Here is a comparison of the older version vs FF 27:

-rw-r--r-- 1 drichard drichard 30169644 2014-02-05 13:33 ffirefox-27.0.tar.bz2
-rw-rw-rw- 1 drichard drichard 30169644 2014-02-05 13:30 firefox-27.0.tar.bz2

Maybe some of the developers have never seen Firefox running in the enterprise, or on multi-user servers, or in a VM or on a Mac with multiple users and don't realize the importance of this working correctly.  Please come and visit us anytime and we'd be happy to demonstrate these types of deployments!

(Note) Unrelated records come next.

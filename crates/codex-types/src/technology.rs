//! Technology reference types.
//!
//! `TechnologyRule` is one row of the curated table of superseded version
//! tokens; `TechnologyFinding` is a match of a rule inside a codex file.

use std::path::PathBuf;

use serde::{Deserialize, Serialize};

/// A superseded technology reference and its current equivalent.
#[derive(Debug, Clone, PartialEq, Eq, Serialize, Deserialize)]
pub struct TechnologyRule {
    /// Token as it appears in prose, e.g. `Spring Boot 2.x`.
    pub token: String,
    /// Suggested current equivalent, e.g. `Spring Boot 3.x`.
    pub replacement: String,
    /// Optional regex used instead of the word-bounded token.
    #[serde(default, skip_serializing_if = "Option::is_none")]
    pub pattern: Option<String>,
    #[serde(default, skip_serializing_if = "Option::is_none")]
    pub note: Option<String>,
}

impl TechnologyRule {
    pub fn new(token: impl Into<String>, replacement: impl Into<String>) -> Self {
        Self {
            token: token.into(),
            replacement: replacement.into(),
            pattern: None,
            note: None,
        }
    }

    pub fn with_pattern(mut self, pattern: impl Into<String>) -> Self {
        self.pattern = Some(pattern.into());
        self
    }

    pub fn with_note(mut self, note: impl Into<String>) -> Self {
        self.note = Some(note.into());
        self
    }
}

/// An outdated technology reference found in an entry.
#[derive(Debug, Clone, PartialEq, Eq, Serialize, Deserialize)]
pub struct TechnologyFinding {
    /// Entry path relative to the codex root.
    pub entry: PathBuf,
    /// File path relative to the codex root.
    pub file: PathBuf,
    /// 1-based line number.
    pub line: usize,
    /// Rule token that matched.
    pub token: String,
    /// Exact text that matched on the line.
    pub matched: String,
    pub suggested: String,
    /// Trimmed line the match was found on.
    pub context: String,
    #[serde(default, skip_serializing_if = "Option::is_none")]
    pub note: Option<String>,
}

/// The built-in curated table of superseded technology references.
///
/// Used when the configuration does not replace it.
pub fn default_technology_rules() -> Vec<TechnologyRule> {
    vec![
        TechnologyRule::new("Vue 2", "Vue 3").with_note("Vue 2 reached end of life on 2023-12-31"),
        TechnologyRule::new("AngularJS", "Angular (current LTS)")
            .with_pattern(r"\bAngular(?:JS|\.js| 1\.x)\b"),
        TechnologyRule::new("Spring Boot 2.x", "Spring Boot 3.x")
            .with_pattern(r"\bSpring Boot 2(?:\.\d+|\.x)?\b"),
        TechnologyRule::new("Java 8", "Java 21"),
        TechnologyRule::new("Java 11", "Java 21"),
        TechnologyRule::new("Node 16", "Node 22").with_pattern(r"\bNode(?:\.js)? 16\b"),
        TechnologyRule::new("Node 18", "Node 22").with_pattern(r"\bNode(?:\.js)? 18\b"),
        TechnologyRule::new("Python 3.8", "Python 3.12"),
        TechnologyRule::new("React 17", "React 19"),
        TechnologyRule::new("Create React App", "Vite"),
        TechnologyRule::new("Webpack 4", "Vite or Webpack 5"),
        TechnologyRule::new("TLS 1.0", "TLS 1.3").with_pattern(r"\bTLS 1\.[01]\b"),
        TechnologyRule::new("Moment.js", "date-fns or Temporal"),
    ]
}

#[cfg(test)]
mod tests {
    use super::*;

    #[test]
    fn default_table_suggests_spring_boot_3() {
        let rules = default_technology_rules();
        let spring: Vec<_> = rules
            .iter()
            .filter(|r| r.token.starts_with("Spring Boot"))
            .collect();
        assert_eq!(spring.len(), 1);
        assert_eq!(spring[0].replacement, "Spring Boot 3.x");
    }

    #[test]
    fn rule_deserializes_from_toml_without_optional_fields() {
        let rule: TechnologyRule =
            toml::from_str("token = \"Vue 2\"\nreplacement = \"Vue 3\"\n").unwrap();
        assert_eq!(rule, TechnologyRule::new("Vue 2", "Vue 3"));
    }
}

So we are left now on a version two old with no solution in sight.  Do I need to start testing Chrome?

7 comments:

Anonymous said...

IE is free. :)

liam said...

Have you filed a bug?

Dave Richards said...

Bugs filed and hard fought :)


https://bugzilla.mozilla.org/show_bug.cgi?id=919076

https://bugzilla.mozilla.org/show_bug.cgi?id=961080

Anonymous said...

I think in general Mozilla really doesn't really care that much about Linux anymore.

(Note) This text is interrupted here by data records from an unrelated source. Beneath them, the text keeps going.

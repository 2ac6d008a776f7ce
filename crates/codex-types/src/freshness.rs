//! Freshness classification types.
//!
//! Topic categories and their threshold multipliers, the four-way staleness
//! classification, and the per-entry verdict the classifier produces.

use std::fmt;
use std::path::PathBuf;
use std::str::FromStr;

use chrono::NaiveDate;
use serde::{Deserialize, Serialize};

// ---------------------------------------------------------------------------
// Category
// ---------------------------------------------------------------------------

/// Topic category of an entry. Determines how quickly its content ages.
#[derive(Debug, Clone, Copy, PartialEq, Eq, PartialOrd, Ord, Hash, Serialize, Deserialize)]
#[serde(rename_all = "kebab-case")]
pub enum Category {
    Frontend,
    Security,
    Backend,
    UxAccessibility,
    Process,
    Data,
}

impl Category {
    pub const ALL: [Category; 6] = [
        Self::Frontend,
        Self::Security,
        Self::Backend,
        Self::UxAccessibility,
        Self::Process,
        Self::Data,
    ];

    /// Multiplier applied to the base threshold for this category.
    pub fn multiplier(&self) -> f64 {
        match self {
            Self::Frontend => 0.75,
            Self::Security => 0.75,
            Self::Backend => 1.0,
            Self::UxAccessibility => 1.0,
            Self::Process => 1.5,
            Self::Data => 1.25,
        }
    }

    /// `base_threshold_months * multiplier`.
    pub fn effective_threshold(&self, base_threshold_months: f64) -> f64 {
        base_threshold_months * self.multiplier()
    }

    pub fn as_str(&self) -> &'static str {
        match self {
            Self::Frontend => "frontend",
            Self::Security => "security",
            Self::Backend => "backend",
            Self::UxAccessibility => "ux-accessibility",
            Self::Process => "process",
            Self::Data => "data",
        }
    }
}

impl Default for Category {
    fn default() -> Self {
        Self::Backend
    }
}

impl fmt::Display for Category {
    fn fmt(&self, f: &mut fmt::Formatter<'_>) -> fmt::Result {
        write!(f, "{}", self.as_str())
    }
}

impl FromStr for Category {
    type Err = String;

    fn from_str(s: &str) -> Result<Self, Self::Err> {
        match s.trim().to_ascii_lowercase().replace(['_', ' ', '/'], "-").as_str() {
            "frontend" => Ok(Self::Frontend),
            "security" => Ok(Self::Security),
            "backend" => Ok(Self::Backend),
            "ux-accessibility" | "ux" | "accessibility" | "ux-a11y" | "a11y" => {
                Ok(Self::UxAccessibility)
            }
            "process" => Ok(Self::Process),
            "data" => Ok(Self::Data),
            other => Err(format!("unknown category '{other}'")),
        }
    }
}

// ---------------------------------------------------------------------------
// Classification
// ---------------------------------------------------------------------------

/// Freshness classification of an entry.
#[derive(Debug, Clone, Copy, PartialEq, Eq, PartialOrd, Ord, Hash, Serialize, Deserialize)]
#[serde(rename_all = "kebab-case")]
pub enum Classification {
    Current,
    ApproachingStale,
    Stale,
    NoDate,
}

impl Classification {
    /// Whether the classification counts as stale for priority purposes.
    ///
    /// `NoDate` is treated as stale by policy.
    pub fn is_stale(&self) -> bool {
        matches!(self, Self::Stale | Self::NoDate)
    }

    pub fn label(&self) -> &'static str {
        match self {
            Self::Current => "Current",
            Self::ApproachingStale => "Approaching stale",
            Self::Stale => "Stale",
            Self::NoDate => "No date",
        }
    }
}

impl fmt::Display for Classification {
    fn fmt(&self, f: &mut fmt::Formatter<'_>) -> fmt::Result {
        match self {
            Self::Current => write!(f, "current"),
            Self::ApproachingStale => write!(f, "approaching-stale"),
            Self::Stale => write!(f, "stale"),
            Self::NoDate => write!(f, "no-date"),
        }
    }
}

// ---------------------------------------------------------------------------
// Verdict
// ---------------------------------------------------------------------------

/// Classifier output for one entry.
#[derive(Debug, Clone, PartialEq, Serialize, Deserialize)]
pub struct StalenessVerdict {
    /// Entry path relative to the codex root.
    pub entry: PathBuf,
    pub last_updated: Option<NaiveDate>,
    /// Days between `last_updated` and the audit date. `None` for `NoDate`.
    pub age_days: Option<i64>,
    /// Calendar-month age. `None` for `NoDate`.
    pub age_months: Option<f64>,
    pub category: Category,
    pub multiplier: f64,
    pub effective_threshold_months: f64,
    pub classification: Classification,
}

impl StalenessVerdict {
    /// How far past the threshold the entry is, in months. Negative when
    /// still inside the threshold; `f64::INFINITY` when undated.
    pub fn overdue_months(&self) -> f64 {
        match self.age_months {
            Some(age) => age - self.effective_threshold_months,
            None => f64::INFINITY,
        }
    }
}
//! Stamp an entry as reviewed by rewriting `last_updated` in its files.

use std::path::{Path, PathBuf};

use anyhow::Context;
use chrono::NaiveDate;
use serde::Serialize;

use codex_core::frontmatter::set_last_updated;
use codex_types::config::AuditConfig;

use crate::corpus::load_entry;

/// What happened to one file.
#[derive(Debug, Clone, Copy, PartialEq, Eq, Serialize)]
#[serde(rename_all = "snake_case")]
pub enum TouchOutcome {
    Updated,
    /// Already carried the requested date.
    Unchanged,
    /// No frontmatter and `add_missing` not set.
    SkippedNoFrontmatter,
}

#[derive(Debug, Clone, PartialEq, Eq, Serialize)]
pub struct TouchedFile {
    pub path: PathBuf,
    pub outcome: TouchOutcome,
}

#[derive(Debug, Clone, Copy, Default)]
pub struct TouchOptions {
    pub add_missing: bool,
    pub dry_run: bool,
}

#[derive(Debug, Clone, PartialEq, Eq, Serialize)]
pub struct TouchReport {
    pub entry: PathBuf,
    pub date: NaiveDate,
    pub dry_run: bool,
    pub files: Vec<TouchedFile>,
}

impl TouchReport {
    pub fn updated(&self) -> usize {
        self.files
            .iter()
            .filter(|f| f.outcome == TouchOutcome::Updated)
            .count()
    }
}

/// Set `last_updated` to `date` in every markdown file of an entry.
///
/// With `dry_run` nothing is written; the report shows what would change.
pub async fn touch_entry(
    root: &Path,
    entry: &Path,
    date: NaiveDate,
    config: &AuditConfig,
    options: TouchOptions,
) -> anyhow::Result<TouchReport> {
    let loaded = load_entry(root, entry, config).await?;
    let mut files = Vec::with_capacity(loaded.documents.len());

    for doc in &loaded.documents {
        let outcome = match set_last_updated(&doc.content, date, options.add_missing) {
            None => TouchOutcome::SkippedNoFrontmatter,
            Some(updated) if updated == doc.content => TouchOutcome::Unchanged,
            Some(updated) => {
                if !options.dry_run {
                    let path = root.join(&doc.path);
                    tokio::fs::write(&path, updated)
                        .await
                        .with_context(|| format!("Failed to write {}", path.display()))?;
                }
                TouchOutcome::Updated
            }
        };
        tracing::debug!(file = %doc.path.display(), ?outcome, dry_run = options.dry_run, "Touched");
        files.push(TouchedFile {
            path: doc.path.clone(),
            outcome,
        });
    }

    let report = TouchReport {
        entry: loaded.entry.path,
        date,
        dry_run: options.dry_run,
        files,
    };
    tracing::info!(
        entry = %report.entry.display(),
        %date,
        updated = report.updated(),
        dry_run = options.dry_run,
        "Entry touched"
    );
    Ok(report)
}
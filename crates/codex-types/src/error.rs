use std::path::PathBuf;

use thiserror::Error;

/// Errors reading YAML frontmatter from a markdown file.
#[derive(Debug, Error)]
pub enum FrontmatterError {
    #[error("file does not start with a frontmatter delimiter '---'")]
    Missing,

    #[error("frontmatter is missing its closing delimiter '---'")]
    Unterminated,

    #[error("invalid frontmatter YAML: {0}")]
    InvalidYaml(String),
}

/// Errors loading or validating audit configuration.
#[derive(Debug, Error)]
pub enum ConfigError {
    #[error("failed to read config file {path}: {message}")]
    Read { path: PathBuf, message: String },

    #[error("failed to parse config file {path}: {message}")]
    Parse { path: PathBuf, message: String },

    #[error("invalid technology rule '{token}': {message}")]
    InvalidRule { token: String, message: String },

    #[error("base threshold must be at least one month")]
    ZeroThreshold,
}

/// Errors walking the codex tree.
#[derive(Debug, Error)]
pub enum ScanError {
    #[error("codex root not found: {0}")]
    RootNotFound(PathBuf),

    #[error("entry not found: {0}")]
    EntryNotFound(PathBuf),

    #[error("filesystem error at {path}: {message}")]
    Io { path: PathBuf, message: String },
}

/// Errors from an industry-shift search backend.
#[derive(Debug, Error)]
pub enum ShiftSearchError {
    #[error("search backend unavailable: {0}")]
    Unavailable(String),

    #[error("search request failed with status {0}")]
    Status(u16),

    #[error("invalid search response: {0}")]
    InvalidResponse(String),
}
//! Logging setup for the `cdx` binary.

pub mod tracing_setup;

They justify it by saying that Windows is where the bulk of the users are.

My Firefox has been crashing a lot since about 24 too.

Anonymous said...

It may make sense to transition to Firefox's Extended Support Release (ESR) version, available at https://www.mozilla.org/en-US/firefox/organizations/

ESR builds are supported for one year and receive regular security updates, so you have a stable development / testing / certification target.

Dave Richards said...

Always appreciate feedback. ESR was reviewed in the past and is not a fit for us. The trend that we are seeing now is that browsers need security patches, new features and bug fixes. If we had an intranet web application that was more static ESR would be perfect. But we are seeing that cloud based apps are continually requesting the latest version of browser and even our intranet vendors are patching so much and requesting upgrades to the latest browser as well. In fact, our users are struggling with a bug right now in some intranet software because we have not been able to upgrade.

Anonymous said...

"Do I need to start testing Chrome?"

Why would something that releases even faster than Firefox and has a black hole bug tracker be a better choice?

https://support.google.com/chrome/answer/95315?hl=en

"We appreciate your help! In most cases we won't be able to send you an individualized response, but we'll investigate your report and use the information you provide to improve Google Chrome."

-adamw, blogger comment authentication is a disaster zone.